TLDR: Do it if your system has grown large enough. It’s the ducks guts.
This isn’t a tutorial, just observations on the process and effect.
I see a lot of questions about how to do this and few discussions of quantitative/qualitative benefits. So I’d like to address that.
I have been running on a pi 3B for over a year. During that time I’ve added a fair number of devices, sensors, scripts and automations. I don’t think my HA server is that ‘large’ but here are some quantitative stats:
Plus about 5000 lines of Lovelace config.
I did have to move to MariaDB instead of the standard SQL database due to constant corruption of the database but other than that, I did not think my pi was performing too badly. Automations mostly ran when they should. Sensors mostly updated when they should.
I say mostly because the large amount of data the Glances component (monitoring my other pi used as a GPIO to MQTT bridge) would regularly vomit up would occasionally fail and I’d get warnings in the log.
Config checks and restarts were measured in minutes.
There were always many “component xx is taking longer than 10 sec to set up” warnings. Some components would actually fail to set up correctly (looking at you, iTach remote) and only partial control/automation was possible of devices that depended on this.
It eventually sank in that I needed to upgrade.
I purchased a new XCY core i7 4610Y mini PC with 8GB of RAM for only slightly more than you can get a Celeron NUC for. I had a spare 128GB Samsung SSD so that made a difference but still, NUC prices are way too high for what you get. Power consumption is 11W for an idle i7 4610Y. So comparable with the pi. The i7 4500U uses 15W at idle, also an option. These processors benchmark a lot faster than the Celerons.
I retained the existing Pi as another GPIO to MQTT bridge as there were switches attached to the GPIO. No rewiring was necessary I just wrote the appropriate config file for flyte’s python script and ran that in a ve on raspbian lite.
I chose to go the easy route and burned the NUC image to my SSD in an external SATA HDD enclosure with Etcher. Removed it. Installed it in the new PC and on power up was soon greeted with the very promising view of a nearly empty HA web page. Not bad for a not actually a NUC.
I chose this route as I don’t need access to the host OS. Everything I want this server to do (Grafana, MQTT, Motioneye, and more) can be done from within Hassio and its addons. If you want access to the host OS to do fancy shit, use the documented Docker on Ubuntu server LTS method.
It took very little time to set up SSH and SAMBA, copy across my latest snapshot and restore from it.

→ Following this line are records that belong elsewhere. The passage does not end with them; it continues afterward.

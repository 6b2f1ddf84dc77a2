// Copyright AGNTCY Contributors (https://github.com/agntcy)
// SPDX-License-Identifier: Apache-2.0

//! `patron customers` subcommands.

use std::sync::Arc;

use anyhow::{Context, Result};
use patron_config::auth::basic::Config as BasicAuthConfig;
use patron_config::grpc::client::ClientConfig;
use patron_config::tls::client::TlsClientConfig;
use patron_config::tls::provider::initialize_crypto_provider;
use patron_service::api::{Address, CreateResult, CustomerRecord};
use patron_service::client::CustomerClient;
use tracing::info;

use crate::args::{ConnectionArgs, CustomersArgs, CustomersCommand};

impl ConnectionArgs {
    /// Client settings for these flags. Credentials always travel over TLS.
    /// A CA file, when given, replaces the system roots.
    pub fn to_client_config(&self) -> ClientConfig {
        let mut tls = TlsClientConfig::new();
        if let Some(ca_file) = &self.tls_ca_file {
            tls = tls
                .with_include_system_ca_certs_pool(false)
                .with_ca_file(ca_file);
        }
        if let Some(server_name) = &self.tls_server_name {
            tls = tls.with_server_name(server_name);
        }

        ClientConfig::with_endpoint(&self.server)
            .with_tls_setting(tls)
            .with_request_timeout(self.timeout)
    }

    pub fn connect(&self) -> Result<CustomerClient> {
        let credentials = BasicAuthConfig::new(&self.login, &self.password)
            .to_credentials()
            .context("invalid credentials")?;
        CustomerClient::connect(&self.to_client_config(), Arc::new(credentials))
            .context("failed to set up the customer service client")
    }
}

/// Run a `customers` subcommand on a dedicated single-threaded runtime.
pub fn run(args: CustomersArgs) -> Result<()> {
    initialize_crypto_provider();

    let runtime = tokio::runtime::Builder::new_current_thread()
        .enable_all()
        .build()
        .context("failed to build runtime")?;

    runtime.block_on(async move {
        let mut client = args.connection.connect()?;

        match args.command {
            CustomersCommand::Create { json } => {
                let result = create(&mut client, &json).await?;
                println!("{}", serde_json::to_string(&result)?);
            }
            CustomersCommand::List { keyword } => {
                for record in list(&mut client, &keyword).await? {
                    println!("{}", serde_json::to_string(&record)?);
                }
            }
            CustomersCommand::Demo => {
                for record in demo(&mut client).await? {
                    println!("{}", serde_json::to_string(&record)?);
                }
            }
        }

        Ok(())
    })
}

/// Create the customer described by `json` (protobuf JSON mapping).
pub async fn create(client: &mut CustomerClient, json: &str) -> Result<CreateResult> {
    let record: CustomerRecord =
        serde_json::from_str(json).context("invalid customer record json")?;

    let result = client
        .create_customer(record)
        .await
        .context("could not create customer")?;

    if result.success {
        info!(id = result.id, "a new customer has been added");
    }

    Ok(result)
}

pub async fn list(client: &mut CustomerClient, keyword: &str) -> Result<Vec<CustomerRecord>> {
    client
        .get_customers(keyword)
        .await
        .with_context(|| format!("could not get customers matching {:?}", keyword))
}

/// Create the two sample customers and read every record back.
pub async fn demo(client: &mut CustomerClient) -> Result<Vec<CustomerRecord>> {
    for record in sample_customers() {
        let result = client
            .create_customer(record)
            .await
            .context("could not create customer")?;
        info!(id = result.id, "a new customer has been added");
    }

    list(client, "").await
}

pub fn sample_customers() -> Vec<CustomerRecord> {
    vec![
        CustomerRecord {
            id: 103,
            name: "Shiju Varghese".to_string(),
            email: "shiju@xyz.com".to_string(),
            phone: "732-757-2923".to_string(),
            addresses: vec![
                Address {
                    street: "1 Mission Street".to_string(),
                    city: "San Francisco".to_string(),
                    state: "CA".to_string(),
                    zip: "94105".to_string(),
                    is_shipping_address: false,
                },
                Address {
                    street: "Greenfield".to_string(),
                    city: "Kochi".to_string(),
                    state: "KL".to_string(),
                    zip: "68356".to_string(),
                    is_shipping_address: true,
                },
            ],
        },
        CustomerRecord {
            id: 102,
            name: "Irene Rose".to_string(),
            email: "irene@xyz.com".to_string(),
            phone: "732-757-2924".to_string(),
            addresses: vec![Address {
                street: "1 Mission Street".to_string(),
                city: "San Francisco".to_string(),
                state: "CA".to_string(),
                zip: "94105".to_string(),
                is_shipping_address: true,
            }],
        },
    ]
}
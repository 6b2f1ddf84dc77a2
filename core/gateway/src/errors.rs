// Copyright AGNTCY Contributors (https://github.com/agntcy)
// SPDX-License-Identifier: Apache-2.0

use patron_config::grpc::errors::ConfigError;
use thiserror::Error;

#[derive(Error, Debug)]
pub enum GatewayError {
    // Configuration
    #[error("missing gateway endpoint")]
    MissingEndpoint,
    #[error("endpoint parse error: {0}")]
    EndpointParse(#[from] std::net::AddrParseError),
    #[error("backend configuration error: {0}")]
    Backend(#[from] ConfigError),
    #[error("invalid forwarded header {0}")]
    InvalidHeader(String),

    // Lifecycle
    #[error("bind error: {0}")]
    Bind(#[from] std::io::Error),
    #[error("gateway already started")]
    AlreadyStarted,
    #[error("gateway not started")]
    NotStarted,
}
// Copyright AGNTCY Contributors (https://github.com/agntcy)
// SPDX-License-Identifier: Apache-2.0

use serde::{Deserialize, Serialize};
use tonic::transport::{Identity, ServerTlsConfig};

use super::common::{Config, ConfigError};
use crate::component::configuration::Configuration;

#[derive(Debug, Deserialize, Serialize, PartialEq, Clone, Default)]
pub struct TlsServerConfig {
    /// The Config struct
    #[serde(flatten, default)]
    pub config: Config,

    /// insecure do not setup a TLS server
    #[serde(default)]
    pub insecure: bool,
}

/// Display the ServerConfig
impl std::fmt::Display for TlsServerConfig {
    fn fmt(&self, f: &mut std::fmt::Formatter<'_>) -> std::fmt::Result {
        write!(f, "{:?}", self)
    }
}

impl TlsServerConfig {
    /// Create a new TlsServerConfig
    pub fn new() -> Self {
        TlsServerConfig {
            ..Default::default()
        }
    }

    /// Create insecure TlsServerConfig
    /// This will disable TLS and allow plaintext connections
    pub fn insecure() -> Self {
        TlsServerConfig {
            insecure: true,
            ..Default::default()
        }
    }

    /// Set insecure (disable TLS)
    pub fn with_insecure(self, insecure: bool) -> Self {
        TlsServerConfig { insecure, ..self }
    }

    /// Set cert file
    pub fn with_cert_file(self, cert_file: &str) -> Self {
        TlsServerConfig {
            config: self.config.with_cert_file(cert_file),
            ..self
        }
    }

    /// Set cert pem
    pub fn with_cert_pem(self, cert_pem: &str) -> Self {
        TlsServerConfig {
            config: self.config.with_cert_pem(cert_pem),
            ..self
        }
    }

    /// Set key file
    pub fn with_key_file(self, key_file: &str) -> Self {
        TlsServerConfig {
            config: self.config.with_key_file(key_file),
            ..self
        }
    }

    /// Set key pem
    pub fn with_key_pem(self, key_pem: &str) -> Self {
        TlsServerConfig {
            config: self.config.with_key_pem(key_pem),
            ..self
        }
    }

    /// Build the tonic TLS settings. Returns None when TLS is disabled.
    ///
    /// The server never requests a client certificate: callers are
    /// identified by their credentials, not at the TLS layer.
    pub fn load_server_tls_config(&self) -> Result<Option<ServerTlsConfig>, ConfigError> {
        if self.insecure {
            return Ok(None);
        }

        let (cert, key) = self
            .config
            .load_cert_and_key()?
            .ok_or(ConfigError::MissingServerCertAndKey)?;

        Ok(Some(
            ServerTlsConfig::new().identity(Identity::from_pem(cert, key)),
        ))
    }
}

impl Configuration for TlsServerConfig {
    type Error = ConfigError;

    fn validate(&self) -> Result<(), Self::Error> {
        self.load_server_tls_config().map(|_| ())
    }
}
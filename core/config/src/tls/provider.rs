// Copyright AGNTCY Contributors (https://github.com/agntcy)
// SPDX-License-Identifier: Apache-2.0

use std::sync::Once;

static RUSTLS: Once = Once::new();

pub fn initialize_crypto_provider() {
    RUSTLS.call_once(|| {
        // Set aws-lc as default crypto provider. Another provider may
        // already be installed by the embedding process, keep it then.
        if rustls::crypto::aws_lc_rs::default_provider()
            .install_default()
            .is_err()
        {
            tracing::debug!("crypto provider already installed");
        }
    });
}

Everything appeared to be well!
Almost…
My HA local timezone was correct but he underlying HassOS had not picked up my local timezone. I won’t bore you with the details (time dependant templates and SSL not working) but performing a HA update (fortuitously available on at least a by-weekly basis!) fixed the problem. There are other ways to do this if you find you are in the same boat. Ask me how.
Actually dont. I dont know because I did not have to. I just know it is possible and what you need and where to ask ‘how’.
Now.
Now configuration checks dont let me get up out of my chair much less make a cup of tea (as they used to). Seriously, 2 to 3 seconds and it’s done.
Now I smile when I see and hear these alerts on my phone when I restart:
Last restart took 12 seconds. Compared to up to 5 minutes before the upgrade this is fantastic.
My start up log contains nothing but 3 warnings about custom components not being tested.
I can view my (still image capture based) cameras for as long as I want without the view disappearing (used to happen after about 10-20 seconds on the pi).
The only downside I’ve noticed:
Panels with 30+ mini graphs that used to take a minute or so to load make my web browser unresponsive for 2-3 seconds while the deluge of data comes in. At least for the first time they are loaded - after that only the cache has to be updated and responsiveness is fine.
In short, I’m extremely happy with the upgrade. If you are suffering from the symptoms outlined above, don’t delay, upgrade today.